As we all know, I/O is a particularly difficult part to type, especially safely. When the typing module was introduced, the IO
, TextIO
, and BinaryIO
classes were supposed to represent “file-like” objects. Unfortunately, the introduction of these classes precedes protocols, so they are concrete classes that need to be sub-classed for other classes to be considered compatible with them. They are also fairly broad and many I/O classes don’t fully implement the required protocol, sometimes leading to unsafe calls.
In typeshed we have defined a few fairly tight protocols to alleviate these problems and we aim to use these tight protocols if possible. I also encourage library authors to do the same. Still, they are sometimes a bit clunky to use (especially since we don’t have a convenient method to compose protocols in type annotations) and they have a discoverability problem.
Therefore I suggest we add two fairly simple, fairly tight protocols to the typing module that will probably be good enough for 90% of use cases (number entirely made up) where IO
, BinaryIO
, and TextIO
is currently used, a reader and a writer class. Something along the line of this:
@runtime_checkable
class Reader[AnyStr](Iterable[AnyStr], Protocol):
def read(self, n: int = ..., /) -> AnyStr: ...

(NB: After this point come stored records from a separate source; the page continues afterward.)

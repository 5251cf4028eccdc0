#![warn(missing_docs)]

//! Bluecore is the platform-independent core of a [Bluetooth Low Energy] (BLE) central for [Rust].
//!
//! The radio and the OS permission model belong to the host platform, which plugs in through the [`Bridge`]
//! trait. On top of it, a [`CentralSession`] turns overlapping, failure-prone platform callbacks into a small set
//! of race-free state machines: a permission gate, a scanner, a single peripheral connection, and a serialized
//! GATT request queue bound to that connection.
//!
//! [Rust]: https://www.rust-lang.org/
//! [Bluetooth Low Energy]: https://www.bluetooth.com/specifications/specs/
//!
//! # Usage
//!
//! ```rust,no_run
//!# use std::sync::Arc;
//!# use bluecore::{CentralSession, SessionConfig, mock::MockBridge};
//!# use futures_lite::StreamExt;
//!# async fn run() -> Result<(), Box<dyn std::error::Error>> {
//!let session = CentralSession::initialize(Arc::new(MockBridge::new()), SessionConfig::default())?;
//!session.request_scan_permissions().await?;
//!
//!let mut advertisements = session.advertisements()?;
//!session.start_scan_by_company_id(&[0x0059]).await?;
//!let device = advertisements.next().await.ok_or("scan ended")?;
//!session.stop_scan().await?;
//!
//!session.connect(device.id).await?;
//!let services = session.discover_services().await?;
//!println!("services: {:?}", services.service_ids);
//!let level = session.read_characteristic("180F", "2A19").await?;
//!println!("battery: {}", level.data);
//!session.disconnect().await?;
//!#    Ok(())
//!# }
//! ```
//!
//! # Overview
//!
//! - Permissions: [check][CentralSession::check_scan_permission] without prompting,
//!   [request][CentralSession::request_scan_permissions] with a prompt
//! - Discovery: [start][CentralSession::start_scan] or [filter][CentralSession::start_scan_by_company_id] a scan,
//!   receive [advertisements][CentralSession::advertisements]
//! - Connection: [connect][CentralSession::connect] to one peripheral at a time,
//!   [disconnect][CentralSession::disconnect], watch [connection events][CentralSession::connection_events]
//! - GATT: [discover][CentralSession::discover_services] services, [read][CentralSession::read_characteristic]
//!   and [write][CentralSession::write_characteristic] characteristics and descriptors,
//!   [subscribe][CentralSession::notify_characteristic] to notifications
//!
//! # Identifiers and payloads
//!
//! Attributes are named by UUID strings. Bluetooth SIG UUIDs may be given in their short form (`"180D"`); the
//! session reports them the same way. Attribute values travel as lower-case hexadecimal text, see [`payload`].
//!
//! # Asynchronous runtimes
//!
//! Timeouts run on a timer thread, so the session works under any executor.
//!
//! # Feature flags
//!
//! The `serde` feature enables serializing/deserializing [`SessionConfig`], [`PeripheralId`] and the value types.

pub mod bridge;
pub mod btuuid;
pub mod config;
pub mod connection;
pub mod error;
pub mod gatt_tree;
pub mod mock;
pub mod payload;
pub mod scanner;

mod async_util;
mod gatt;
mod permission;
mod session;
mod util;

use std::collections::HashMap;

pub use async_util::NotifierReceiver;
pub use bridge::{Bridge, BridgeEvent, Call, CallFailure, PermissionKind, PermissionStatus, Reply, RequestId};
pub use btuuid::BluetoothUuidExt;
pub use config::SessionConfig;
pub use connection::{ConnectionEvent, ConnectionState, DisconnectCause};
pub use error::{Error, ErrorKind, FailureReason};
pub use gatt_tree::{CharacteristicEntry, ServiceEntry};
pub use payload::{GattPayload, GattServices, GattValue};
pub use scanner::ScanFilter;
pub use session::{BridgeHandle, CentralSession};
pub use uuid::Uuid;

/// Convenience alias for a result with [`Error`]
pub type Result<T, E = Error> = core::result::Result<T, E>;

/// Opaque identifier of a peripheral, as reported by the platform while scanning.
///
/// Only meaningful for the scan and connect cycle it came from; platforms are free to change it across restarts.
#[derive(Debug, Clone, PartialEq, Eq, PartialOrd, Ord, Hash)]
#[cfg_attr(feature = "serde", derive(serde::Serialize, serde::Deserialize), serde(transparent))]
pub struct PeripheralId(String);

impl PeripheralId {
    /// Wraps a platform identifier.
    pub fn new(id: impl Into<String>) -> Self {
        PeripheralId(id.into())
    }

    /// The platform identifier.
    pub fn as_str(&self) -> &str {
        &self.0
    }
}

impl std::fmt::Display for PeripheralId {
    fn fmt(&self, f: &mut std::fmt::Formatter<'_>) -> std::fmt::Result {
        f.write_str(&self.0)
    }
}

impl From<&str> for PeripheralId {
    fn from(id: &str) -> Self {
        PeripheralId::new(id)
    }
}

impl From<String> for PeripheralId {
    fn from(id: String) -> Self {
        PeripheralId(id)
    }
}

/// Represents a device discovered during a scan operation
#[derive(Debug, Clone, PartialEq, Eq)]
#[cfg_attr(feature = "serde", derive(serde::Serialize, serde::Deserialize))]
pub struct AdvertisingDevice {
    /// The source of the advertisement
    pub id: PeripheralId,
    /// The advertisment data
    pub adv_data: AdvertisementData,
    /// The signal strength in dBm of the received advertisement packet
    pub rssi: Option<i16>,
}

/// Data included in a Bluetooth advertisement or scan reponse.
#[derive(Debug, Clone, Default, PartialEq, Eq)]
#[cfg_attr(feature = "serde", derive(serde::Serialize, serde::Deserialize))]
pub struct AdvertisementData {
    /// The (possibly shortened) local name of the device (CSS §A.1.2)
    pub local_name: Option<String>,
    /// Manufacturer specific data entries (CSS §A.1.4)
    pub manufacturer_data: Vec<ManufacturerData>,
    /// Advertised GATT service UUIDs (CSS §A.1.1)
    pub services: Vec<Uuid>,
    /// Service associated data (CSS §A.1.11)
    pub service_data: HashMap<Uuid, Vec<u8>>,
    /// Transmitted power level (CSS §A.1.5)
    pub tx_power_level: Option<i16>,
    /// Set to true for connectable advertising packets
    pub is_connectable: bool,
}

/// Manufacturer specific data included in Bluetooth advertisements. See the Bluetooth Core Specification Supplement
/// §A.1.4 for details.
#[derive(Debug, Clone, PartialEq, Eq, PartialOrd, Ord, Hash)]
#[cfg_attr(feature = "serde", derive(serde::Serialize, serde::Deserialize))]
pub struct ManufacturerData {
    /// Company identifier (defined [here](https://www.bluetooth.com/specifications/assigned-numbers/company-identifiers/))
    pub company_id: u16,
    /// Manufacturer specific data
    pub data: Vec<u8>,
}
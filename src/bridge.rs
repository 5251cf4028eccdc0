//! The contract between the session core and the host platform.
//!
//! The host owns the radio and the permission model. The core hands it one [`Call`] at a time together with a
//! fresh [`RequestId`]; the host answers each request exactly once through
//! [`BridgeHandle::complete`][crate::BridgeHandle::complete], in any order and from any thread. Unsolicited
//! platform happenings (advertisements, link loss, notifications) are pushed with
//! [`BridgeHandle::emit`][crate::BridgeHandle::emit].

use std::sync::Arc;
use std::time::Duration;

use async_trait::async_trait;
use tracing::{debug, warn};

use crate::async_util::{Abort, PendingCalls, PendingReply};
use crate::error::{AttError, ErrorKind, FailureReason};
use crate::gatt_tree::ServiceEntry;
use crate::{AdvertisingDevice, BridgeHandle, Error, PeripheralId, Uuid};

/// Identity of one bridge request. Replies are matched on this, never on arrival order.
#[derive(Debug, Clone, Copy, PartialEq, Eq, PartialOrd, Ord, Hash)]
pub struct RequestId(pub(crate) u64);

impl RequestId {
    /// The raw request number, for hosts that need to marshal it.
    pub fn as_u64(&self) -> u64 {
        self.0
    }
}

impl std::fmt::Display for RequestId {
    fn fmt(&self, f: &mut std::fmt::Formatter<'_>) -> std::fmt::Result {
        write!(f, "#{}", self.0)
    }
}

/// Which platform authorization a permission call is about.
#[derive(Debug, Clone, Copy, PartialEq, Eq, Hash)]
pub enum PermissionKind {
    /// Scanning for and connecting to peripherals
    Scan,
    /// Advertising
    Advertise,
}

/// Outcome of a permission prompt.
#[derive(Debug, Clone, Copy, PartialEq, Eq, Hash)]
pub enum PermissionStatus {
    /// The user (or the platform) granted the permission
    Granted,
    /// The user declined
    Denied,
    /// The platform cannot show a prompt, e.g. the permission was permanently denied
    Unavailable,
}

/// A request for the host platform.
#[allow(missing_docs)]
#[derive(Debug, Clone, PartialEq, Eq)]
pub enum Call {
    /// Show the permission prompt for `kind`. Replied with [`Reply::Permission`].
    RequestPermission(PermissionKind),
    /// Start a low-power scan. An empty `company_ids` accepts every advertisement.
    StartScan {
        /// Manufacturer company identifiers to filter on
        company_ids: Vec<u16>,
    },
    /// Stop the running scan.
    StopScan,
    /// Open a GATT connection to a peripheral seen during a scan.
    Connect {
        /// Identifier from a previous advertisement
        peripheral: PeripheralId,
    },
    /// Close the current GATT connection.
    Disconnect,
    /// Enumerate services, characteristics and descriptors. Replied with [`Reply::Services`].
    DiscoverServices,
    /// Read a characteristic value. Replied with [`Reply::Value`].
    ReadCharacteristic {
        service: Uuid,
        characteristic: Uuid,
    },
    /// Write a characteristic value with response.
    WriteCharacteristic {
        service: Uuid,
        characteristic: Uuid,
        value: Vec<u8>,
    },
    /// Read a descriptor value. Replied with [`Reply::Value`].
    ReadDescriptor {
        service: Uuid,
        characteristic: Uuid,
        descriptor: Uuid,
    },
    /// Write a descriptor value.
    WriteDescriptor {
        service: Uuid,
        characteristic: Uuid,
        descriptor: Uuid,
        value: Vec<u8>,
    },
    /// Turn value-change notifications for a characteristic on or off.
    SetNotify {
        service: Uuid,
        characteristic: Uuid,
        enable: bool,
    },
}

impl Call {
    /// Short name used in logs.
    pub fn name(&self) -> &'static str {
        match self {
            Call::RequestPermission(_) => "request_permission",
            Call::StartScan { .. } => "start_scan",
            Call::StopScan => "stop_scan",
            Call::Connect { .. } => "connect",
            Call::Disconnect => "disconnect",
            Call::DiscoverServices => "discover_services",
            Call::ReadCharacteristic { .. } => "read_characteristic",
            Call::WriteCharacteristic { .. } => "write_characteristic",
            Call::ReadDescriptor { .. } => "read_descriptor",
            Call::WriteDescriptor { .. } => "write_descriptor",
            Call::SetNotify { .. } => "set_notify",
        }
    }
}

/// The single answer to a [`Call`].
#[derive(Debug, Clone, PartialEq, Eq)]
pub enum Reply {
    /// The call succeeded and carries no value
    Done,
    /// Answer to [`Call::RequestPermission`]
    Permission(PermissionStatus),
    /// Answer to [`Call::DiscoverServices`]
    Services(Vec<ServiceEntry>),
    /// Answer to a read
    Value(Vec<u8>),
    /// The platform could not perform the call
    Failed(CallFailure),
}

/// Why the platform could not perform a call.
#[derive(Debug, Clone, PartialEq, Eq)]
pub enum CallFailure {
    /// The peripheral or attribute does not exist on the platform side
    NotFound,
    /// The Bluetooth adapter is missing or powered off
    AdapterUnavailable,
    /// The platform refused for lack of authorization
    PermissionDenied,
    /// The peripheral answered with an ATT error
    Att(AttError),
    /// Any other refusal, with a host-provided description
    Rejected(String),
}

impl CallFailure {
    /// Builds a failure from a raw GATT status, `None` meaning the status was success.
    pub fn from_gatt_status(status: i32) -> Option<CallFailure> {
        AttError::from_status(status).map(CallFailure::Att)
    }
}

impl std::fmt::Display for CallFailure {
    fn fmt(&self, f: &mut std::fmt::Formatter<'_>) -> std::fmt::Result {
        match self {
            CallFailure::NotFound => f.write_str("not found"),
            CallFailure::AdapterUnavailable => f.write_str("adapter unavailable"),
            CallFailure::PermissionDenied => f.write_str("permission denied"),
            CallFailure::Att(err) => write!(f, "{err}"),
            CallFailure::Rejected(msg) => f.write_str(msg),
        }
    }
}

/// Something the platform reports without being asked.
#[allow(missing_docs)]
#[derive(Debug, Clone, PartialEq, Eq)]
pub enum BridgeEvent {
    /// An advertisement was observed during a scan
    Advertisement(AdvertisingDevice),
    /// The link to a peripheral dropped without a disconnect request
    LinkLost(PeripheralId),
    /// A characteristic with notifications enabled changed value
    CharacteristicChanged {
        service: Uuid,
        characteristic: Uuid,
        value: Vec<u8>,
    },
    /// The adapter was switched off; scans stop and links drop
    AdapterOff,
}

/// The host side of a [`CentralSession`][crate::CentralSession].
///
/// Implementations marshal each call to the platform Bluetooth stack. They must reply to every dispatched
/// request exactly once (unless `dispatch` itself returned an error) and must not retry on their own.
#[async_trait]
pub trait Bridge: Send + Sync + 'static {
    /// Whether the native side is present and linked.
    fn is_available(&self) -> bool;

    /// Hands the bridge the handle it uses to reply and to emit events. Called once by
    /// [`CentralSession::initialize`][crate::CentralSession::initialize].
    fn attach(&self, handle: BridgeHandle);

    /// Called by [`CentralSession::shutdown`][crate::CentralSession::shutdown]; replies after this are ignored.
    fn detach(&self) {}

    /// Current authorization status for `kind`. Must not prompt the user.
    async fn check_permission(&self, kind: PermissionKind) -> bool;

    /// Starts `call`. The reply arrives later through [`BridgeHandle::complete`][crate::BridgeHandle::complete]
    /// with the same `id`; it may even arrive before this method returns. An `Err` means the call was never
    /// started and no reply will follow.
    fn dispatch(&self, id: RequestId, call: Call) -> Result<(), CallFailure>;
}

/// Why a dispatched call produced no usable reply.
#[derive(Debug, Clone, PartialEq, Eq)]
pub(crate) enum CallError {
    Timeout,
    Aborted(Abort),
    Failed(CallFailure),
}

impl CallError {
    /// Converts into the public error of an operation whose failures are reported as `failed(reason)`.
    pub fn into_error(self, failed: fn(FailureReason) -> ErrorKind) -> Error {
        match self {
            CallError::Timeout => failed(FailureReason::Timeout).into(),
            CallError::Aborted(Abort::Cancelled) => failed(FailureReason::Cancelled).into(),
            CallError::Aborted(Abort::LinkLost) => failed(FailureReason::LinkLost).into(),
            CallError::Aborted(Abort::Invalidated) => ErrorKind::SessionInvalidated.into(),
            CallError::Aborted(Abort::Detached) => ErrorKind::BridgeUnavailable.into(),
            CallError::Failed(CallFailure::NotFound) => {
                Error::new(ErrorKind::NotFound, None, "the platform does not know this entity")
            }
            CallError::Failed(CallFailure::AdapterUnavailable) => ErrorKind::AdapterUnavailable.into(),
            CallError::Failed(CallFailure::PermissionDenied) => ErrorKind::PermissionDenied.into(),
            CallError::Failed(CallFailure::Att(err)) => failed(FailureReason::Protocol(err)).into(),
            CallError::Failed(CallFailure::Rejected(msg)) => Error::new(failed(FailureReason::Rejected), None, msg),
        }
    }
}

pub(crate) fn unexpected_reply(call: &str, reply: &Reply) -> Error {
    Error::new(
        ErrorKind::Internal,
        None,
        format!("unexpected reply to {call}: {reply:?}"),
    )
}

/// Sends calls to the bridge and matches them with their replies.
#[derive(Clone)]
pub(crate) struct Dispatcher {
    bridge: Arc<dyn Bridge>,
    pending: PendingCalls,
}

impl Dispatcher {
    pub fn new(bridge: Arc<dyn Bridge>) -> Self {
        Dispatcher {
            bridge,
            pending: PendingCalls::new(),
        }
    }

    pub fn bridge(&self) -> &dyn Bridge {
        &*self.bridge
    }

    pub fn pending(&self) -> &PendingCalls {
        &self.pending
    }

    /// Reserves a request id without sending anything yet.
    pub fn register(&self) -> Result<PendingReply, CallError> {
        self.pending.register().ok_or(CallError::Aborted(Abort::Detached))
    }

    /// Hands `call` to the bridge under the id of `reply`.
    pub fn dispatch(&self, reply: &PendingReply, call: Call) -> Result<(), CallError> {
        let name = call.name();
        debug!("dispatching {name} as {}", reply.id());
        self.bridge.dispatch(reply.id(), call).map_err(|failure| {
            warn!("bridge refused {name}: {failure}");
            CallError::Failed(failure)
        })
    }

    /// Registers a request and hands it to the bridge. The request is registered first, since the bridge may
    /// reply before `dispatch` returns.
    pub fn start(&self, call: Call) -> Result<PendingReply, CallError> {
        let reply = self.register()?;
        self.dispatch(&reply, call)?;
        Ok(reply)
    }

    /// Waits for the reply to a started request. `Reply::Failed` is turned into an error.
    pub async fn finish(&self, reply: PendingReply, timeout: Duration) -> Result<Reply, CallError> {
        let id = reply.id();
        match reply.wait_with_timeout(timeout).await {
            None => {
                debug!("request {id} timed out after {timeout:?}");
                Err(CallError::Timeout)
            }
            Some(Err(abort)) => Err(CallError::Aborted(abort)),
            Some(Ok(Reply::Failed(failure))) => Err(CallError::Failed(failure)),
            Some(Ok(reply)) => Ok(reply),
        }
    }

    pub async fn call(&self, call: Call, timeout: Duration) -> Result<Reply, CallError> {
        let reply = self.start(call)?;
        self.finish(reply, timeout).await
    }

    /// Dispatches `call` without waiting; whatever the bridge answers is discarded.
    pub fn send_and_forget(&self, call: Call) {
        let name = call.name();
        if let Err(err) = self.start(call) {
            debug!("{name} was not sent: {err:?}");
        }
    }
}
use std::sync::{Mutex, MutexGuard, PoisonError};

/// Locks `mutex`, ignoring poisoning. The guarded state is kept consistent at every await-free step.
pub fn lock<T>(mutex: &Mutex<T>) -> MutexGuard<'_, T> {
    mutex.lock().unwrap_or_else(PoisonError::into_inner)
}

/// Runs a closure when dropped unless defused first.
pub struct ScopeGuard<F: FnOnce()> {
    dropfn: Option<F>,
}

impl<F: FnOnce()> ScopeGuard<F> {
    pub fn defuse(mut self) {
        self.dropfn = None;
    }
}

impl<F: FnOnce()> Drop for ScopeGuard<F> {
    fn drop(&mut self) {
        if let Some(dropfn) = self.dropfn.take() {
            dropfn();
        }
    }
}

pub fn defer<F: FnOnce()>(dropfn: F) -> ScopeGuard<F> {
    ScopeGuard { dropfn: Some(dropfn) }
}

#[cfg(test)]
mod tests {
    use std::cell::Cell;

    use super::defer;

    #[test]
    fn runs_unless_defused() {
        let hits = Cell::new(0);
        {
            let _guard = defer(|| hits.set(hits.get() + 1));
        }
        defer(|| hits.set(hits.get() + 10)).defuse();
        assert_eq!(hits.get(), 1);
    }
}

def readline(self) -> AnyStr: ...
@runtime_checkable
class Writer[AnyStr](Protocol):
def write(self, s: AnyStr, /) -> int: ...
This is not a final proposal, and we’d need to put a bit more research into which methods are most used in practice, but just to give an idea. This splits the tasks of reading and writing (since consumers of file-like objects will usually do either but no both), and leaves out the more esoteric features like file seeking and physical file management, including closing files. These are still available for IO
and its sub-classes or more specific protocols.
I think this could reduce a lot of the problematic uses of IO
etc. and would be a big step forward for the safe, easy-to-use typing of I/O in Python.